Start of Block

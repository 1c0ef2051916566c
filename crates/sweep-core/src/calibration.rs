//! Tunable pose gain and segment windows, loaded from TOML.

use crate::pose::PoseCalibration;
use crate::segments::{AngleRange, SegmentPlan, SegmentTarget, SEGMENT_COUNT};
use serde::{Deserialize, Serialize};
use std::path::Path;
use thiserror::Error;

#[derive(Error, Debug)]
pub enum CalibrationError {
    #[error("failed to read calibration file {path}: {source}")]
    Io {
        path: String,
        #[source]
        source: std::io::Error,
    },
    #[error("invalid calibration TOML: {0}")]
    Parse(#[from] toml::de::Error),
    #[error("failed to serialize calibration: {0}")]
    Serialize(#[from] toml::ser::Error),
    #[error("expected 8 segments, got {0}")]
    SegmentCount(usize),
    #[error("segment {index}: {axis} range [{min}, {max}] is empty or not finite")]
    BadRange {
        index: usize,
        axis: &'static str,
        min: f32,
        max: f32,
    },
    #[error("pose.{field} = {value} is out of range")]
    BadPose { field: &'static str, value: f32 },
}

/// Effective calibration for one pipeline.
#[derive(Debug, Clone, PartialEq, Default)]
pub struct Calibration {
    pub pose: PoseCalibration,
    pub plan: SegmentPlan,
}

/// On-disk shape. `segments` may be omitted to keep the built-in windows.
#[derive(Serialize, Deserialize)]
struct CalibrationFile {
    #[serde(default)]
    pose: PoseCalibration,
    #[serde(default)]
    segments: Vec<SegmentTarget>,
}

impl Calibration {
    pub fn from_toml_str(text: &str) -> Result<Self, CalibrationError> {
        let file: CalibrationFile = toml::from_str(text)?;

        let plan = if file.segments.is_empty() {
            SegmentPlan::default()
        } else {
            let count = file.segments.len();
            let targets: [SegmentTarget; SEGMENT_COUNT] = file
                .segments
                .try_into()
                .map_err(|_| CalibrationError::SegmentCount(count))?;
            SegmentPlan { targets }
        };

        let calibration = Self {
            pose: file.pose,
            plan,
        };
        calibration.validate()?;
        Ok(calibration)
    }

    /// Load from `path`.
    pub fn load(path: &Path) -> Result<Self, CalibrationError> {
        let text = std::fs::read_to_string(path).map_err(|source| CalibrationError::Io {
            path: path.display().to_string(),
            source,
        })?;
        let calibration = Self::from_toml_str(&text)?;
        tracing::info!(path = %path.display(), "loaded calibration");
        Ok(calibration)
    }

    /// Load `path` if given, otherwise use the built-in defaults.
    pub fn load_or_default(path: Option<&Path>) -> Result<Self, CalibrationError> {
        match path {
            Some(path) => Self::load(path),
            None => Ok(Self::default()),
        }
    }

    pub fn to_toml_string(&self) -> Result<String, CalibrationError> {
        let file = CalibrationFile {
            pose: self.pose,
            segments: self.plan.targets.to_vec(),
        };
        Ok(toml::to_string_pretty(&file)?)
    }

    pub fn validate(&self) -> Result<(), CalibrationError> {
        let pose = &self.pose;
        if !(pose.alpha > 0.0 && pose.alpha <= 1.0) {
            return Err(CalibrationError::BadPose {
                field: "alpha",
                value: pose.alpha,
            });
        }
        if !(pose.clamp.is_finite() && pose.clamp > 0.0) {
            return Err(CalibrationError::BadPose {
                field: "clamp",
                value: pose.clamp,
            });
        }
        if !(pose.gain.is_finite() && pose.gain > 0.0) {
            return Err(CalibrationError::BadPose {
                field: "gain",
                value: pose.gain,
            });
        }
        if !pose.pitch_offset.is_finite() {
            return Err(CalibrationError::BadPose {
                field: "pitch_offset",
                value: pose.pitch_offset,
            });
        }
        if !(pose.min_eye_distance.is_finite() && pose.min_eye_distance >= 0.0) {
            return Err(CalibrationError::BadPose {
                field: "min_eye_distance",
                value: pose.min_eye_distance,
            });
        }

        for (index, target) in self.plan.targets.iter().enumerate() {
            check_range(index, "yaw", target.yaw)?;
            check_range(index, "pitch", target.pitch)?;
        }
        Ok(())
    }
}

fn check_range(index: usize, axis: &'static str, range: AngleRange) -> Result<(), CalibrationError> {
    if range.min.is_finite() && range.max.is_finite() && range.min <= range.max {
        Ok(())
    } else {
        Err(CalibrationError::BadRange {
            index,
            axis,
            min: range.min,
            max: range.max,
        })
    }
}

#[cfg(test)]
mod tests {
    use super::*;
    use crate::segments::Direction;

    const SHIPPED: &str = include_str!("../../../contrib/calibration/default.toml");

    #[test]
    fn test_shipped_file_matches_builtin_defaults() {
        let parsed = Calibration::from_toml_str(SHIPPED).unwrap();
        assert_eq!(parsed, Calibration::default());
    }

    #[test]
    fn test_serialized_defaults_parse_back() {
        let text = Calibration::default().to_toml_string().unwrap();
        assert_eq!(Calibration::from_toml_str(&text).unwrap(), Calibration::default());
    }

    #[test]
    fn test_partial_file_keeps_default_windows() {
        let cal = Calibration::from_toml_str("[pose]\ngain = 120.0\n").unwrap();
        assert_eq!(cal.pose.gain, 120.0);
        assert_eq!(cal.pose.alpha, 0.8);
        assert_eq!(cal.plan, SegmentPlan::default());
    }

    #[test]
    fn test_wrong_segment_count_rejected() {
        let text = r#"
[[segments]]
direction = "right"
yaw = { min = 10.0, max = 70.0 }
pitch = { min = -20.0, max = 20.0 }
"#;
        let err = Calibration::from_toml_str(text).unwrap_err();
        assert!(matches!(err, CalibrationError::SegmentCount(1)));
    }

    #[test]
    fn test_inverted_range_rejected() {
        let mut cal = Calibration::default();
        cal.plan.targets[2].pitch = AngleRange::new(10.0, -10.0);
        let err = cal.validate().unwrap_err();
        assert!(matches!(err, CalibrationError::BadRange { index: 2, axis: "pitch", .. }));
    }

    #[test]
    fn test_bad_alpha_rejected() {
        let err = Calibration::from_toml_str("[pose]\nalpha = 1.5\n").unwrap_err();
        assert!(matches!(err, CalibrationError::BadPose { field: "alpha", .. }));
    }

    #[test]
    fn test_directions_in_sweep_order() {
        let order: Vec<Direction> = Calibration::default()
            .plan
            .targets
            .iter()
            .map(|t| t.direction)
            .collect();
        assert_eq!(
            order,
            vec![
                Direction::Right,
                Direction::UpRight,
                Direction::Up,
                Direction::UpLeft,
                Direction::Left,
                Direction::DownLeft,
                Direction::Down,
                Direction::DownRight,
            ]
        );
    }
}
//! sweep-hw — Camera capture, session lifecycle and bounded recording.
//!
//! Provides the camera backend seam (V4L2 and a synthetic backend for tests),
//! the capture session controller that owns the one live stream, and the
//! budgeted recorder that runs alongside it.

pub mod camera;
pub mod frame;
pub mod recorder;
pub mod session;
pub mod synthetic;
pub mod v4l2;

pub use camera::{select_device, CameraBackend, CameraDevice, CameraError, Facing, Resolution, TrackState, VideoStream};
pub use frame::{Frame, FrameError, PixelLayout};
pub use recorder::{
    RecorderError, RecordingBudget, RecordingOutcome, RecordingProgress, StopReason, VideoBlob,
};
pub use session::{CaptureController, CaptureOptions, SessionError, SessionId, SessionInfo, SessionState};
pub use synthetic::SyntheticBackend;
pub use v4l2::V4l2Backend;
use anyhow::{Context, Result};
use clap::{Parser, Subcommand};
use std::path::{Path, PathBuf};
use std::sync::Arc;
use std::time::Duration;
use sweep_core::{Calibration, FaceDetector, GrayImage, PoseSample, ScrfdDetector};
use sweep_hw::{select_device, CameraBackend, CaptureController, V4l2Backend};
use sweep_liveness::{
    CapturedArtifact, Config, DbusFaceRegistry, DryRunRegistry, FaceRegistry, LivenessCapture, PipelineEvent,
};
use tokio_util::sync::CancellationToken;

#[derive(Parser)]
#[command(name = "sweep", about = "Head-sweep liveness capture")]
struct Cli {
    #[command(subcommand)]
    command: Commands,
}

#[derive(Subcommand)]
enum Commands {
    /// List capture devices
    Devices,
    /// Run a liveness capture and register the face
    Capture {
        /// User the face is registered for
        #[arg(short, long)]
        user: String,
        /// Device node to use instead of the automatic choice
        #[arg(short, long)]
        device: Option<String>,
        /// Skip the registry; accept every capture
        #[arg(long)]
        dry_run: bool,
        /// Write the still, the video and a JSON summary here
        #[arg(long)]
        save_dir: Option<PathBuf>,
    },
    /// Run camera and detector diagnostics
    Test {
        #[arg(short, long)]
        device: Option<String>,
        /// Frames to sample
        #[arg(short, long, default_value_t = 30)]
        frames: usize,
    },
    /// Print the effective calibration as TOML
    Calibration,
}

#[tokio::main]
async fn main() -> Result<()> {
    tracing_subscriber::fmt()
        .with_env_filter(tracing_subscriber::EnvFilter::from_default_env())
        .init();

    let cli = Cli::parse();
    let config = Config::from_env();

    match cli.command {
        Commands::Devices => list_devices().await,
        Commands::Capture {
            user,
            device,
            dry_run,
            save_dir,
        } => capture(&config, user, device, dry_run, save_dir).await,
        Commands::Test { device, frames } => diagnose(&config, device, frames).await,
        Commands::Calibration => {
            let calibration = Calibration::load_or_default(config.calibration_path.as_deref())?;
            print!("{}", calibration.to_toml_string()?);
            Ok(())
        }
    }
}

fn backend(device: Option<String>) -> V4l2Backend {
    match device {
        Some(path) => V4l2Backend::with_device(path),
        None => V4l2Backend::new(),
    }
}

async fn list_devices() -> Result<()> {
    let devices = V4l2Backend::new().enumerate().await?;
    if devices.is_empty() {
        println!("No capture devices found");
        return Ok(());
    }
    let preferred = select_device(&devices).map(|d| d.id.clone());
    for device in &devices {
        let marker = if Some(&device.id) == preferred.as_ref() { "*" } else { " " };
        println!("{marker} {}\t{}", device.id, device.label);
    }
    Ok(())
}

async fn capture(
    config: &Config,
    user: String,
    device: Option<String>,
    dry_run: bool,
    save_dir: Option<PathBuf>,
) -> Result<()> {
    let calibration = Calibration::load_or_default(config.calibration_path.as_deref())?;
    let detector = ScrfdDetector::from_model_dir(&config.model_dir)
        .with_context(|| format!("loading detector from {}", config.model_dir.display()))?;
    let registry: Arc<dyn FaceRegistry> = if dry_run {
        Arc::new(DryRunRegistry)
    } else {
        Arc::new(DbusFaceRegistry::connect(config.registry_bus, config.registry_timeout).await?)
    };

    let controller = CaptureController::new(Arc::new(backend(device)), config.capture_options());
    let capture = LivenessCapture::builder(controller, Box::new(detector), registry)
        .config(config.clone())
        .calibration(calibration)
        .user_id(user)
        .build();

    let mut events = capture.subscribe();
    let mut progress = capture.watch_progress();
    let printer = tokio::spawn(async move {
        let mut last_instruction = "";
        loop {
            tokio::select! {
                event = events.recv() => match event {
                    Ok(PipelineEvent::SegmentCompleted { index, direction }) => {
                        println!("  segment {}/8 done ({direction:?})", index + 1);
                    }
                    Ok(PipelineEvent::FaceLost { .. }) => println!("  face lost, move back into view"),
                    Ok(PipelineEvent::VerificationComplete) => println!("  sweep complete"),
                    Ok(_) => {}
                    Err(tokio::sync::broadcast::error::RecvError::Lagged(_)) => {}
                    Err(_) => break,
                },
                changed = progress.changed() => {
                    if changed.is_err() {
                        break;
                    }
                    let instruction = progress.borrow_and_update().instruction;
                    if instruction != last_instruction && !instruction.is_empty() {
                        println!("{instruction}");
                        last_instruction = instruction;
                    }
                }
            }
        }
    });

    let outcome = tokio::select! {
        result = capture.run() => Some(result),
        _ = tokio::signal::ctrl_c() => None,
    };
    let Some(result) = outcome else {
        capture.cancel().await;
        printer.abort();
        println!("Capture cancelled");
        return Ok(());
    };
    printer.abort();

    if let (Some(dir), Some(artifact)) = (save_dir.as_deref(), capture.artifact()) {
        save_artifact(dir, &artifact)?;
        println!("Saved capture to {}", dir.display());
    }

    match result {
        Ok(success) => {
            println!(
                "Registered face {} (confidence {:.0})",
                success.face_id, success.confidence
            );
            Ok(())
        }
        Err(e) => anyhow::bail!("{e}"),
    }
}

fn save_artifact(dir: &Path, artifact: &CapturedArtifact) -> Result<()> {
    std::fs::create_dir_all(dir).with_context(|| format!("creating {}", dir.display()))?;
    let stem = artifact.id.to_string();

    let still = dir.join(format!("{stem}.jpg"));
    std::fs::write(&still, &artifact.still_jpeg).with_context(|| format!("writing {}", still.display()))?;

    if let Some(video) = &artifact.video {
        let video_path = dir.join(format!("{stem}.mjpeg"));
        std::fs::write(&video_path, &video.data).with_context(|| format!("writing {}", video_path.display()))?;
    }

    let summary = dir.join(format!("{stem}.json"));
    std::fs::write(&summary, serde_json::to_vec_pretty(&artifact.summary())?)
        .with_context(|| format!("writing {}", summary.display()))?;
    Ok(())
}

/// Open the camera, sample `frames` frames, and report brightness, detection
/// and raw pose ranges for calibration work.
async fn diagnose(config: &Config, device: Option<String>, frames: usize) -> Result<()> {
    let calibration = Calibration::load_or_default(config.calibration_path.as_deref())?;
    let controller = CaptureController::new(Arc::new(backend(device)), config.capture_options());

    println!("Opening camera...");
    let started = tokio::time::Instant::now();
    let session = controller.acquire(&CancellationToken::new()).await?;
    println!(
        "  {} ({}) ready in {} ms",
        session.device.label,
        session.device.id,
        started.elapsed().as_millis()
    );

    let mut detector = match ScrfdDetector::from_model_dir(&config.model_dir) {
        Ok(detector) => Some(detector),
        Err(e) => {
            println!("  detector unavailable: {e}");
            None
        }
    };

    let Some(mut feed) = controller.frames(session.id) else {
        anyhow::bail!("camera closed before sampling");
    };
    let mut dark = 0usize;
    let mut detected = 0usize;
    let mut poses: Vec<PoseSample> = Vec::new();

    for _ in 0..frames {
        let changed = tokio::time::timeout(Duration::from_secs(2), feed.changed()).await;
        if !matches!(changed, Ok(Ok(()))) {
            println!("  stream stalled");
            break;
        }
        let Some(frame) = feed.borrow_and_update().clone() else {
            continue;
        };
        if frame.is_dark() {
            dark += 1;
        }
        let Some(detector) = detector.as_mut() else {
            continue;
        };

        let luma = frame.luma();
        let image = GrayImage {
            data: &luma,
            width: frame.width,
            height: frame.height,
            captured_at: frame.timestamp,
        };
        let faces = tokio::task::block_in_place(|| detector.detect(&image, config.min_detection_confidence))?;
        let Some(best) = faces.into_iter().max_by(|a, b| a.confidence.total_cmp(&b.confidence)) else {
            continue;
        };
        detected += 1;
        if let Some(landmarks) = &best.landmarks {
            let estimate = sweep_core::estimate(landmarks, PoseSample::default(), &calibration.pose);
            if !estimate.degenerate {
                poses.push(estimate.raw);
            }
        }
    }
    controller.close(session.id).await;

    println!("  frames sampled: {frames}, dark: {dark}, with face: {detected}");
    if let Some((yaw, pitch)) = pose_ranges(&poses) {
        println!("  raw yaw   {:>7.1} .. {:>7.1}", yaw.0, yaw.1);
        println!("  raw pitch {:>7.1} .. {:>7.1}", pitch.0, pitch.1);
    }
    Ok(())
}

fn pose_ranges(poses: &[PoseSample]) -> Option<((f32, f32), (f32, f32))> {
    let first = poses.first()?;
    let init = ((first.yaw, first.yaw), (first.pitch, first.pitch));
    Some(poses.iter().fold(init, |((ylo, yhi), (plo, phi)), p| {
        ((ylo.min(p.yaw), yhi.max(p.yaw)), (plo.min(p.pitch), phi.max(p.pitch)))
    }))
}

End of Block

(What to work on)
Would you output, unchanged, each line from the start of the records to the line that holds "for one pipeline.", both included and nothing else?

(Your solution)
repository 1c0ef2051916566c
filename crates/sweep-core/src/calibration.rs
//! Tunable pose gain and segment windows, loaded from TOML.

use crate::pose::PoseCalibration;
use crate::segments::{AngleRange, SegmentPlan, SegmentTarget, SEGMENT_COUNT};
use serde::{Deserialize, Serialize};
use std::path::Path;
use thiserror::Error;

#[derive(Error, Debug)]
pub enum CalibrationError {
    #[error("failed to read calibration file {path}: {source}")]
    Io {
        path: String,
        #[source]
        source: std::io::Error,
    },
    #[error("invalid calibration TOML: {0}")]
    Parse(#[from] toml::de::Error),
    #[error("failed to serialize calibration: {0}")]
    Serialize(#[from] toml::ser::Error),
    #[error("expected 8 segments, got {0}")]
    SegmentCount(usize),
    #[error("segment {index}: {axis} range [{min}, {max}] is empty or not finite")]
    BadRange {
        index: usize,
        axis: &'static str,
        min: f32,
        max: f32,
    },
    #[error("pose.{field} = {value} is out of range")]
    BadPose { field: &'static str, value: f32 },
}

/// Effective calibration for one pipeline.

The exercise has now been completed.